### Directions for this task
The expected answer comprises all lines from the entries that contain the string "parameters".

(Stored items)
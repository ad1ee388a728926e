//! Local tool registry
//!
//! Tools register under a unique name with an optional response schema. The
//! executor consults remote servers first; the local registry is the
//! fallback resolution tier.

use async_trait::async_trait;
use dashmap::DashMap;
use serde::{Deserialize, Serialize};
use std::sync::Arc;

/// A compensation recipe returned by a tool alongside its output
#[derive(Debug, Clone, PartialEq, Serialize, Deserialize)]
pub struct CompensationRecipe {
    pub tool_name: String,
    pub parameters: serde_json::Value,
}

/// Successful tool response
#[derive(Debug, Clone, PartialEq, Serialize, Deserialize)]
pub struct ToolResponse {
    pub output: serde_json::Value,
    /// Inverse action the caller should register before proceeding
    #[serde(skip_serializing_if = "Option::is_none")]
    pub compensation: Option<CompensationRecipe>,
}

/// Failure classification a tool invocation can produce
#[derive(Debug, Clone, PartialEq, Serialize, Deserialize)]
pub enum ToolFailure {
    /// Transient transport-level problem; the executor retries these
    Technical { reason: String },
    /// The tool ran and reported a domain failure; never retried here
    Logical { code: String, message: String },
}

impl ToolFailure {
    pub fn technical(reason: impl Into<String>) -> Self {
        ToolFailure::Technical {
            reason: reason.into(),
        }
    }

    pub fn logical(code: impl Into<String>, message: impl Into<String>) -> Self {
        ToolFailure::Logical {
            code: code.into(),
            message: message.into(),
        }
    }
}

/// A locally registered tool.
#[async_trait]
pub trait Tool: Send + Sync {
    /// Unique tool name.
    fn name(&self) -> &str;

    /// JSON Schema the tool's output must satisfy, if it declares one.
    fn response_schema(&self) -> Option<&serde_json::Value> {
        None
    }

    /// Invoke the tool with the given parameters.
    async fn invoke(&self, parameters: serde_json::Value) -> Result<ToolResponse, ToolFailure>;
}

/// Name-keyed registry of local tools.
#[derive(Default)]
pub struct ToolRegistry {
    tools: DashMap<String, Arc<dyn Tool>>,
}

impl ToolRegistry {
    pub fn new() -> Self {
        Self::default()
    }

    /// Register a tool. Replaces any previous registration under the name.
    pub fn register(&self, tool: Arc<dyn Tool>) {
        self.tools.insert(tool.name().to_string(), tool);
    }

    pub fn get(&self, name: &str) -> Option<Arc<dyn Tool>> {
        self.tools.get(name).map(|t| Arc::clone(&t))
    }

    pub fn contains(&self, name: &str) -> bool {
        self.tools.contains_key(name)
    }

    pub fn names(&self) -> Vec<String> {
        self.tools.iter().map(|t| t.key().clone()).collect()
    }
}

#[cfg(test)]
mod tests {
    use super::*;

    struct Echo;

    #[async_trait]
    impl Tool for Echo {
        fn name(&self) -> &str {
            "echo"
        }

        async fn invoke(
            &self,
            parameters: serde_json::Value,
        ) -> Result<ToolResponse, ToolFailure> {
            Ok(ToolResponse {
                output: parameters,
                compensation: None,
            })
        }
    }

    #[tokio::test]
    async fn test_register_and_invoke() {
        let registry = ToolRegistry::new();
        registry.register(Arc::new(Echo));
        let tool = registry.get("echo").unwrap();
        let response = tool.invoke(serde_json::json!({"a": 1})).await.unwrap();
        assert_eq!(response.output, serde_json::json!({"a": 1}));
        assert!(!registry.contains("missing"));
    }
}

---

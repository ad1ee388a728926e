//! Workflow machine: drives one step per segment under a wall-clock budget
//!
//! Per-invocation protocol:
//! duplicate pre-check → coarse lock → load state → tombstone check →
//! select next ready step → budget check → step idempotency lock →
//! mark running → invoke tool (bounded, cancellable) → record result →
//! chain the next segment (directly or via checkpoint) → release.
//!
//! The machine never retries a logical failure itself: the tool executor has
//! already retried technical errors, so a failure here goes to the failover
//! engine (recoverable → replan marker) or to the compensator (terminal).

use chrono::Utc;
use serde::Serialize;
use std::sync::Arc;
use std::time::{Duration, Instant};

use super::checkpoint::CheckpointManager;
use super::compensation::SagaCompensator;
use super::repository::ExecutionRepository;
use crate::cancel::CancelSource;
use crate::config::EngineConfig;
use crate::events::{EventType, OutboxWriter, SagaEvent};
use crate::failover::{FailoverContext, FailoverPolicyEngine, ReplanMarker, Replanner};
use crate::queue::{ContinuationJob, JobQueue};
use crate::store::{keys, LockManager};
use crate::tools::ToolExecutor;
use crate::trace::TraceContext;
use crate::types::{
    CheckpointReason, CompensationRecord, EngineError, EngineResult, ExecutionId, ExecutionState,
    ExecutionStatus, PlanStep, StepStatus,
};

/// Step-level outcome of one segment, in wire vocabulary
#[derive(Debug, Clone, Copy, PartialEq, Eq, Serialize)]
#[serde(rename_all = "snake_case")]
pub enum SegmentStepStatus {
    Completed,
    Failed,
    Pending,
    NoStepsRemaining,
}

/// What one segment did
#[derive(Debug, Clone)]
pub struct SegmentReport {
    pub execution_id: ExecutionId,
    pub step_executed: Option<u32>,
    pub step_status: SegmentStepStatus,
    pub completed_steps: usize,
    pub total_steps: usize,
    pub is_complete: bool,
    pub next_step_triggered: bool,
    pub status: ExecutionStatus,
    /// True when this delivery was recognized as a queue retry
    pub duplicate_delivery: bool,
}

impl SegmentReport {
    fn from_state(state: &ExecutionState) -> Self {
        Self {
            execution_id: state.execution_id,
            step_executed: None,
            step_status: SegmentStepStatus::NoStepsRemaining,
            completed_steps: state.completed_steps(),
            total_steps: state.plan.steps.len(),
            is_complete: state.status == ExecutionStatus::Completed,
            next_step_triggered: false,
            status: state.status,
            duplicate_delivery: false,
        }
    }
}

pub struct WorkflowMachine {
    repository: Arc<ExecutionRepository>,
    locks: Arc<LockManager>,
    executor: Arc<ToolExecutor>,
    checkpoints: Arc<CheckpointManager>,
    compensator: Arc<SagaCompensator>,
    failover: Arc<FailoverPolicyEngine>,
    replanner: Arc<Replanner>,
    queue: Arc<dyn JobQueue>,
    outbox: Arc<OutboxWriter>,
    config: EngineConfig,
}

### Output for this task
    pub parameters: serde_json::Value,
    /// Invoke the tool with the given parameters.
    async fn invoke(&self, parameters: serde_json::Value) -> Result<ToolResponse, ToolFailure>;
            parameters: serde_json::Value,
                output: parameters,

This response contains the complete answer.